Napolyon Savaşları sonunda Fransız ordusunun, koalisyon orduları tarafından tümüyle yenilgiye uğratılmasının ardından...
Viyana Kongresi, Napolyon Savaşları sonunda Fransız ordusunun, koalisyon orduları tarafından tümüyle yenilgiye uğratılmasının ardından, Avrupa’daki sınırları ve güçler dengesini yeniden belirlemeye yönelik kararlar almak üzere toplanmış olan kongredir.Napolyon ordusunun sürekli yenilgiye uğrayıp geri çekildikleri bir dönemde, 9 Mart 1814 tarihinde, VI. Koalisyon[2]’un, aynı zamanda Avrupa’nın en güçlü devletleri olarak Birleşik Krallık, Avusturya, Prusya, Rusya, Avrupa’da siyasi coğrafyanın ve dolayısıyla güçler dengesinin yeniden düzenlenmesi için aralarına bir ittifak oluşturmuşlardı. Doğal olarak bu ittifak, askerî olmaktan çok, siyasi bir ittifaktır.
Söz konusu devletlere İsveç ve Portekiz’in de katılmasıyla 30 Mayıs 1814 tarihinde Paris’te imzalanan Paris Antlaşması’sında, 20 Temmuz 1814’te de İspanya katılmıştır. Savaşa katılmış olan tüm devletlerin Viyana’da toplanacak bir kongreye, tam yetkili temsilciler göndermesi kararlaştırılmaktaydı.
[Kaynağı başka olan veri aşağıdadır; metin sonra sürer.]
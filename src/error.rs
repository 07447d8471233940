// Copyright 2021 Nym Technologies SA
//
// Licensed under the Apache License, Version 2.0 (the "License");
// you may not use this file except in compliance with the License.
// You may obtain a copy of the License at
//
//     http://www.apache.org/licenses/LICENSE-2.0
//
// Unless required by applicable law or agreed to in writing, software
// distributed under the License is distributed on an "AS IS" BASIS,
// WITHOUT WARRANTIES OR CONDITIONS OF ANY KIND, either express or implied.
// See the License for the specific language governing permissions and
// limitations under the License.

use std::fmt::{self, Display, Formatter};

/// A `Result` alias where the `Err` case is `bbs_credentials::Error`.
pub type Result<T> = std::result::Result<T, Error>;

/// Possible protocol errors
#[derive(Debug)]
pub struct Error {
    kind: ErrorKind,
    error: Box<dyn std::error::Error + Send + Sync>,
}

impl std::error::Error for Error {}

#[derive(Clone, Copy, Debug, Eq, Hash, Ord, PartialEq, PartialOrd)]
pub enum ErrorKind {
    /// An input had an invalid size, an out-of-range index or a duplicate index.
    InvalidParameter,

    /// The system randomness source failed to produce usable bytes.
    Randomness,

    /// Error originating from deserialization of elements.
    Deserialization,

    /// The recomputed Fiat-Shamir challenge did not match the one in the proof.
    ChallengeMismatch,

    /// The final pairing equation did not hold for the presented proof.
    PairingFailed,
}

impl Display for ErrorKind {
    fn fmt(&self, f: &mut Formatter<'_>) -> fmt::Result {
        match self {
            ErrorKind::InvalidParameter => write!(f, "encountered an invalid parameter"),
            ErrorKind::Randomness => write!(f, "encountered a randomness source failure"),
            ErrorKind::Deserialization => {
                write!(f, "encountered error during deserialization")
            }
            ErrorKind::ChallengeMismatch => {
                write!(f, "the proof challenge did not verify")
            }
            ErrorKind::PairingFailed => write!(f, "the pairing check did not verify"),
        }
    }
}

impl Display for Error {
    fn fmt(&self, f: &mut Formatter<'_>) -> fmt::Result {
        write!(f, "{} - {}", self.kind, self.error)
    }
}

impl Error {
    pub fn new<E>(kind: ErrorKind, error: E) -> Self
    where
        E: Into<Box<dyn std::error::Error + Send + Sync>>,
    {
        Error {
            kind,
            error: error.into(),
        }
    }

    /// The broad category of this error. Verification rejections carry
    /// [`ErrorKind::ChallengeMismatch`] or [`ErrorKind::PairingFailed`];
    /// any other kind means the proof could not be evaluated at all.
    pub fn kind(&self) -> ErrorKind {
        self.kind
    }

    /// Whether this error represents a rejected (but well-formed) proof
    /// rather than a failure to evaluate it.
    pub fn is_rejected_proof(&self) -> bool {
        matches!(
            self.kind,
            ErrorKind::ChallengeMismatch | ErrorKind::PairingFailed
        )
    }
}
Fransız İhtilali ve Napolyon savaşları ile bozulan Avrupa siyasi haritası ve güçler dengesi, Osmanlı Devleti hariç, tüm Avrupa devletlerinin katıldığı bu kongre kararlarıyla yeniden yapılandırıldı. Bu kararlar ve yeni statüko ile I. Dünya Savaşı'na kadar devam eden Avrupa siyasi coğrafyası, yeni dönemde de pek çok isyan, ihtilal ve olaylara sahne oldu. Hemen hemen tüm Avrupa devletlerinin temsilcilerinin katılmasına karşın, 1815 Viyana Kongresi'nde ve Avrupa'nın yeniden yapılanmasında en önemli rolü, aynı zamanda kongre başkanlığı görevini de yürüten Avusturya başbakanı Klemens Wenzel Lothar von Metternich oynamıştır. Kongrenin nihai kararları, Birleşik Krallık, Rusya, Avusturya ve Prusya tarafından belirlenmiştir.
Fransız İhtilali ile etkinlikleri artan milliyetçilik, hürriyetçilik ve sosyalizm akımlarına tamamen karşı ve statükonun korunmasından yana olan Metternich'in yeni Avrupa politikası üç temel görüşe dayanıyordu. Bunlardan birincisi "Orta Avrupa" görüşü olup Avusturya'nın önderliğinde Rusya ve Fransa'ya karşı Birleşik Krallık ile ittifak; ikincisi, batıdan gelebilecek yeni ihtilal hareketlerine karşı Birleşik Krallık, Rusya, Avusturya ve Prusya arasında dörtlü ittifak; üçüncüsü ise tüm Avrupa'da iç ve dış barışın korunması için ek olarak Fransa'nın da katıldığı beşli ittifak.
Metternich'in Orta Avrupa'sı, eski Kutsal Roma-Germen İmparatorluğu topraklarını ve İtalya'yı kapsıyordu. Bu düzenlemede, geniş bir Alman-Roma birliği, kültür ve güç alanında gerçekte bağımsız; ancak sürekli bir birlik bağı ile birbirine bağlı devletler topluluğu bulunmaktaydı. Böyle bir Orta Avrupa'da yeni büyük devletler ile birleşik bir Almanya'nın, bağımsız bir İtalya'nın ortaya çıkmasına yer yoktu. Metternich, Alman birliğini, Avusturya'nın egemenliği altına alabileceği prenslerin yönetimindeki küçük devletçikler hâlinde oluşturmayı hedeflemişti. Dolayısıyla, Metternich'in Avrupa'nın yeniden yapılanması planında, kıtanın merkezinde yer alan Avusturya'ya çok güç bir görev verilmişti. Bu görev; yeni devlet sistemi ve eski toplum yapısı temeli üzerinde, bölgenin siyasal ve sosyal açılardan devamının sağlanmasında öncülük ve liderlik göreviydi. Metternich'in düşüncesi, Avrupa'yı "federasyon" sistemi içinde yeniden kurmak ve kıtanın merkezinde yer alan ve tarihsel bir varlık olan Avusturya'nın yönetiminde federatif bir güç oluşturmaktı.